Troy Butler
- Born: 22 September 1967 (age 59) Melbourne, Australia
- Nationality: Australian

Career history
- 1985, 1987, 1989–1990, 1992: Oxford Cheetahs
- 1987–1988, 1991: Milton Keynes Knights
- 1988: Swindon Robins
- 1988: Ipswich Witches

Individual honours
- 1986: Australian Champion
- 1988: British League Division Two Riders Champion
- 1989, 1990, 1991, 1992, 1993, 1994: Queensland State Champion

Team honours
- 1985: British League Champion
- 1985: British League KO Cup winner
- 1985: Midland Cup

= Troy Butler =

Australian speedway rider

Troy Steve Butler (born 22 September 1967) is a former speedway rider from Australia.

== Speedway career ==
Butler was champion of Australia when he won the 1986 Australian Championship.

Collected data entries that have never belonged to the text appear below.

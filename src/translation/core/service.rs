//! 翻译服务核心实现
//!
//! [`TranslationService`] 负责单个翻译请求的完整流程：
//!
//! 1. 限流检查，令牌不足立即拒绝
//! 2. 输入校验（空文本、空目标语言、超长文本）
//! 3. 按内容指纹查询缓存，命中直接返回
//! 4. 未命中时分块，按顺序逐块调用提供方，任一分块失败则整个请求失败
//! 5. 用换行符拼接译文并写入缓存，缓存已满只记录日志
//!
//! 服务本身只持有共享状态的句柄，可以放在 `Arc` 中被所有请求并发使用。
//! 调用提供方期间不持有任何缓存或限流器的锁。

use std::collections::HashMap;
use std::sync::{
    atomic::{AtomicU64, AtomicUsize, Ordering},
    Arc,
};
use std::time::{Duration, Instant};

use serde::Serialize;

use crate::translation::{
    config::{constants, TranslationConfig},
    core::client::{DoubaoClient, TranslationProvider},
    core::rate_limiter::RateLimiter,
    error::{TranslationError, TranslationResult},
    pipeline::split_text,
    storage::cache::{cache_key, TranslationCache},
};

/// 服务运行参数
#[derive(Debug, Clone, PartialEq)]
pub struct ServiceOptions {
    /// 请求文本的最大字符数
    pub max_text_length: usize,
    /// 单个分块的最大字符数
    pub chunk_size: usize,
    /// 单次提供方调用（含客户端内部重试）的截止时间
    pub call_timeout: Duration,
}

impl ServiceOptions {
    pub fn from_config(config: &TranslationConfig) -> TranslationResult<Self> {
        Ok(Self {
            max_text_length: config.max_text_length,
            chunk_size: constants::CHUNK_SIZE,
            call_timeout: provider_call_timeout(config)?,
        })
    }
}

impl Default for ServiceOptions {
    fn default() -> Self {
        Self {
            max_text_length: constants::DEFAULT_MAX_TEXT_LENGTH,
            chunk_size: constants::CHUNK_SIZE,
            call_timeout: constants::DEFAULT_REQUEST_TIMEOUT,
        }
    }
}

/// 每次 HTTP 尝试的超时加上重试退避的总和
fn provider_call_timeout(config: &TranslationConfig) -> TranslationResult<Duration> {
    let attempts = config.max_retries.saturating_add(1);
    let backoff_units = 2u32
        .checked_pow(config.max_retries)
        .map(|units| units - 1);

    backoff_units
        .and_then(|units| constants::RETRY_BASE_DELAY.checked_mul(units))
        .zip(config.request_timeout().checked_mul(attempts))
        .and_then(|(backoff, requests)| requests.checked_add(backoff))
        .ok_or_else(|| {
            TranslationError::ConfigError(format!(
                "请求超时 {:?} 与重试次数 {} 的组合过大",
                config.request_timeout(),
                config.max_retries
            ))
        })
}

/// 一次成功翻译的结果
#[derive(Debug, Clone, PartialEq, Eq, Serialize)]
pub struct TranslationOutcome {
    pub text: String,
    /// 结果是否来自缓存
    pub cached: bool,
}

/// 统一的翻译服务
pub struct TranslationService {
    provider: Arc<dyn TranslationProvider>,
    cache: TranslationCache,
    limiter: RateLimiter,
    options: ServiceOptions,
    stats: ServiceStats,
}

impl TranslationService {
    /// 根据配置创建服务，使用豆包客户端并启动缓存清理任务
    ///
    /// 需要在 tokio 运行时中调用。
    pub fn from_config(config: &TranslationConfig) -> TranslationResult<Self> {
        config.validate()?;
        let client = DoubaoClient::new(config.provider_config())?;
        Self::new(config, Arc::new(client))
    }

    /// 根据配置和给定的提供方创建服务
    pub fn new(
        config: &TranslationConfig,
        provider: Arc<dyn TranslationProvider>,
    ) -> TranslationResult<Self> {
        let options = ServiceOptions::from_config(config)?;
        let cache = TranslationCache::start(config.cache_config())?;
        let limiter = RateLimiter::new(config.rate_limiter_config());
        Self::from_parts(provider, cache, limiter, options)
    }

    /// 由已构造好的组件组装服务
    pub fn from_parts(
        provider: Arc<dyn TranslationProvider>,
        cache: TranslationCache,
        limiter: RateLimiter,
        options: ServiceOptions,
    ) -> TranslationResult<Self> {
        if options.chunk_size == 0 {
            return Err(TranslationError::ConfigError(
                "分块大小必须大于0".to_string(),
            ));
        }
        if options.max_text_length == 0 {
            return Err(TranslationError::ConfigError(
                "最大文本长度必须大于0".to_string(),
            ));
        }
        if options.call_timeout.is_zero() {
            return Err(TranslationError::ConfigError(
                "请求超时时间必须大于0".to_string(),
            ));
        }

        Ok(Self {
            provider,
            cache,
            limiter,
            options,
            stats: ServiceStats::default(),
        })
    }

    /// 翻译一段文本
    ///
    /// `source_lang` 可以为空，表示由提供方自动检测。
    pub async fn translate(
        &self,
        text: &str,
        source_lang: &str,
        target_lang: &str,
    ) -> TranslationResult<TranslationOutcome> {
        let start_time = Instant::now();
        self.stats.inc_requests();

        if !self.limiter.allow() {
            self.stats.inc_rate_limited();
            tracing::warn!("请求被限流拒绝");
            return Err(TranslationError::RateLimitExceeded);
        }

        if let Err(e) = self.validate(text, target_lang) {
            self.stats.inc_rejected_inputs();
            tracing::info!("拒绝无效请求: {}", e);
            return Err(e);
        }

        let char_count = text.chars().count();
        tracing::info!(
            "翻译请求: {} 字符, {} -> {}",
            char_count,
            if source_lang.is_empty() { "auto" } else { source_lang },
            target_lang
        );

        let key = cache_key(text, source_lang, target_lang);
        if let Some(cached) = self.cache.get(&key) {
            self.stats.inc_cache_hits();
            tracing::debug!("缓存命中: {}", key);
            return Ok(TranslationOutcome {
                text: cached,
                cached: true,
            });
        }
        self.stats.inc_cache_misses();

        let chunks = split_text(text, self.options.chunk_size)?;
        tracing::debug!("文本分为 {} 块", chunks.len());

        let mut translated = Vec::with_capacity(chunks.len());
        for (index, chunk) in chunks.iter().enumerate() {
            let call = self
                .provider
                .translate_chunk(chunk, source_lang, target_lang);

            match tokio::time::timeout(self.options.call_timeout, call).await {
                Ok(Ok(result)) => {
                    self.stats.inc_chunks_translated();
                    translated.push(result);
                }
                Ok(Err(e)) => {
                    self.stats.inc_provider_failures();
                    tracing::error!("第 {}/{} 块翻译失败: {}", index + 1, chunks.len(), e);
                    return Err(TranslationError::from(e)
                        .with_context(format!("第 {} 块", index + 1)));
                }
                Err(elapsed) => {
                    self.stats.inc_provider_failures();
                    tracing::error!(
                        "第 {}/{} 块翻译超时 ({:?})",
                        index + 1,
                        chunks.len(),
                        self.options.call_timeout
                    );
                    return Err(TranslationError::from(elapsed)
                        .with_context(format!("第 {} 块", index + 1)));
                }
            }
        }

        let result = translated.join(constants::CHUNK_JOINER);

        if let Err(e) = self.cache.set(key, result.clone()) {
            tracing::warn!("翻译结果未缓存: {}", e);
        }

        self.stats.inc_translations_completed();
        self.stats.add_chars_processed(char_count);
        self.stats.add_processing_time(start_time.elapsed());

        Ok(TranslationOutcome {
            text: result,
            cached: false,
        })
    }

    /// 处理请求体无法解析的请求
    ///
    /// 与正常请求一样先消耗令牌，令牌不足时返回限流错误，否则返回输入错误。
    pub fn reject_malformed(&self, reason: impl Into<String>) -> TranslationError {
        self.stats.inc_requests();

        if !self.limiter.allow() {
            self.stats.inc_rate_limited();
            tracing::warn!("请求被限流拒绝");
            return TranslationError::RateLimitExceeded;
        }

        self.stats.inc_rejected_inputs();
        let error = TranslationError::InvalidInput(format!("请求格式错误: {}", reason.into()));
        tracing::info!("拒绝无效请求: {}", error);
        error
    }

    fn validate(&self, text: &str, target_lang: &str) -> TranslationResult<()> {
        if text.is_empty() {
            return Err(TranslationError::InvalidInput("文本不能为空".to_string()));
        }
        if target_lang.trim().is_empty() {
            return Err(TranslationError::InvalidInput(
                "目标语言不能为空".to_string(),
            ));
        }

        let length = text.chars().count();
        if length > self.options.max_text_length {
            return Err(TranslationError::InputTooLarge {
                length,
                max: self.options.max_text_length,
            });
        }

        Ok(())
    }

    pub fn cache(&self) -> &TranslationCache {
        &self.cache
    }

    pub fn limiter(&self) -> &RateLimiter {
        &self.limiter
    }

    pub fn options(&self) -> &ServiceOptions {
        &self.options
    }

    pub fn get_stats(&self) -> &ServiceStats {
        &self.stats
    }

    /// 获取服务健康状态
    ///
    /// - 缓存已满或限流器令牌耗尽时降级
    /// - 缓存清理任务停止时不健康
    pub fn get_health(&self) -> HealthStatus {
        let mut components = HashMap::new();

        let cache_stats = self.cache.stats();
        let cache_level = if cache_stats.size >= cache_stats.max_size {
            HealthLevel::Degraded
        } else {
            HealthLevel::Healthy
        };
        components.insert("cache".to_string(), cache_level);

        let sweeper_level = if self.cache.is_sweeper_running() {
            HealthLevel::Healthy
        } else {
            HealthLevel::Unhealthy
        };
        components.insert("cache_sweeper".to_string(), sweeper_level);

        let limiter_level = if self.limiter.available() == 0 {
            HealthLevel::Degraded
        } else {
            HealthLevel::Healthy
        };
        components.insert("rate_limiter".to_string(), limiter_level);

        let overall = if components
            .values()
            .all(|&level| level == HealthLevel::Healthy)
        {
            HealthLevel::Healthy
        } else if components
            .values()
            .any(|&level| level == HealthLevel::Unhealthy)
        {
            HealthLevel::Unhealthy
        } else {
            HealthLevel::Degraded
        };

        HealthStatus {
            overall,
            components,
        }
    }

    /// 停止后台任务
    pub async fn shutdown(&self) {
        self.cache.shutdown().await;
        tracing::info!("翻译服务已关闭");
    }
}

/// 翻译服务统计信息（线程安全版本）
#[derive(Debug, Default)]
pub struct ServiceStats {
    /// 收到的翻译请求数
    pub requests: AtomicUsize,
    pub cache_hits: AtomicUsize,
    pub cache_misses: AtomicUsize,
    /// 被限流拒绝的请求数
    pub rate_limited: AtomicUsize,
    /// 输入校验失败的请求数
    pub rejected_inputs: AtomicUsize,
    pub chunks_translated: AtomicUsize,
    pub provider_failures: AtomicUsize,
    pub translations_completed: AtomicUsize,
    pub total_chars_processed: AtomicUsize,
    /// 总处理时间，以微秒为单位存储
    pub processing_time: AtomicU64,
}

impl ServiceStats {
    pub fn inc_requests(&self) {
        self.requests.fetch_add(1, Ordering::Relaxed);
    }

    pub fn inc_cache_hits(&self) {
        self.cache_hits.fetch_add(1, Ordering::Relaxed);
    }

    pub fn inc_cache_misses(&self) {
        self.cache_misses.fetch_add(1, Ordering::Relaxed);
    }

    pub fn inc_rate_limited(&self) {
        self.rate_limited.fetch_add(1, Ordering::Relaxed);
    }

    pub fn inc_rejected_inputs(&self) {
        self.rejected_inputs.fetch_add(1, Ordering::Relaxed);
    }

    pub fn inc_chunks_translated(&self) {
        self.chunks_translated.fetch_add(1, Ordering::Relaxed);
    }

    pub fn inc_provider_failures(&self) {
        self.provider_failures.fetch_add(1, Ordering::Relaxed);
    }

    pub fn inc_translations_completed(&self) {
        self.translations_completed.fetch_add(1, Ordering::Relaxed);
    }

    pub fn add_chars_processed(&self, count: usize) {
        self.total_chars_processed
            .fetch_add(count, Ordering::Relaxed);
    }

    /// 添加处理时间（微秒精度）
    pub fn add_processing_time(&self, duration: Duration) {
        self.processing_time
            .fetch_add(duration.as_micros() as u64, Ordering::Relaxed);
    }

    /// 获取统计数据快照
    ///
    /// 各字段分别读取，高并发下不保证彼此处于同一时刻。
    pub fn snapshot(&self) -> ServiceStatsSnapshot {
        ServiceStatsSnapshot {
            requests: self.requests.load(Ordering::Relaxed),
            cache_hits: self.cache_hits.load(Ordering::Relaxed),
            cache_misses: self.cache_misses.load(Ordering::Relaxed),
            rate_limited: self.rate_limited.load(Ordering::Relaxed),
            rejected_inputs: self.rejected_inputs.load(Ordering::Relaxed),
            chunks_translated: self.chunks_translated.load(Ordering::Relaxed),
            provider_failures: self.provider_failures.load(Ordering::Relaxed),
            translations_completed: self.translations_completed.load(Ordering::Relaxed),
            total_chars_processed: self.total_chars_processed.load(Ordering::Relaxed),
            processing_time: Duration::from_micros(self.processing_time.load(Ordering::Relaxed)),
        }
    }
}

/// 翻译服务统计数据的不可变快照
#[derive(Debug, Clone, Copy, PartialEq, Serialize)]
pub struct ServiceStatsSnapshot {
    pub requests: usize,
    pub cache_hits: usize,
    pub cache_misses: usize,
    pub rate_limited: usize,
    pub rejected_inputs: usize,
    pub chunks_translated: usize,
    pub provider_failures: usize,
    pub translations_completed: usize,
    pub total_chars_processed: usize,
    pub processing_time: Duration,
}

/// 翻译服务的健康状态报告
#[derive(Debug, Clone, Serialize)]
pub struct HealthStatus {
    /// 整体健康级别
    pub overall: HealthLevel,
    /// 各组件的健康级别
    pub components: HashMap<String, HealthLevel>,
}

/// 健康级别
#[derive(Debug, Clone, Copy, PartialEq, Eq, Serialize)]
#[serde(rename_all = "lowercase")]
pub enum HealthLevel {
    Healthy,
    Degraded,
    Unhealthy,
}
//! 缓存相关API处理器

use axum::{extract::State, response::Json};

use crate::web::types::{AppState, CacheStatsResponse};

/// 获取缓存统计信息
pub async fn get_cache_stats(State(state): State<AppState>) -> Json<CacheStatsResponse> {
    let stats = state.service.cache().stats();
    let hit_rate = stats.hit_rate();
    Json(CacheStatsResponse {
        success: true,
        stats,
        hit_rate,
    })
}

/// 清空缓存
pub async fn clear_cache(State(state): State<AppState>) -> Json<serde_json::Value> {
    let cache = state.service.cache();
    let cleared = cache.size();
    cache.clear();

    tracing::info!("已清空缓存，删除 {} 个条目", cleared);
    Json(serde_json::json!({
        "success": true,
        "message": format!("成功清理 {} 个缓存条目", cleared),
        "deleted_count": cleared
    }))
}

Butler rode in the top tier of British Speedway riding for the Oxford Cheetahs from 1985 until 1992. He was signed by Oxford Cheetahs before the 1985 season after being seen in action by Hans Neilsen and Simon Wigg who were touring Australia at the time.

In 1988, Butler became the British League Division Two Riders Champion riding for Milton Keynes Knights. The final was held on 10 September 1988 at Brandon Stadium.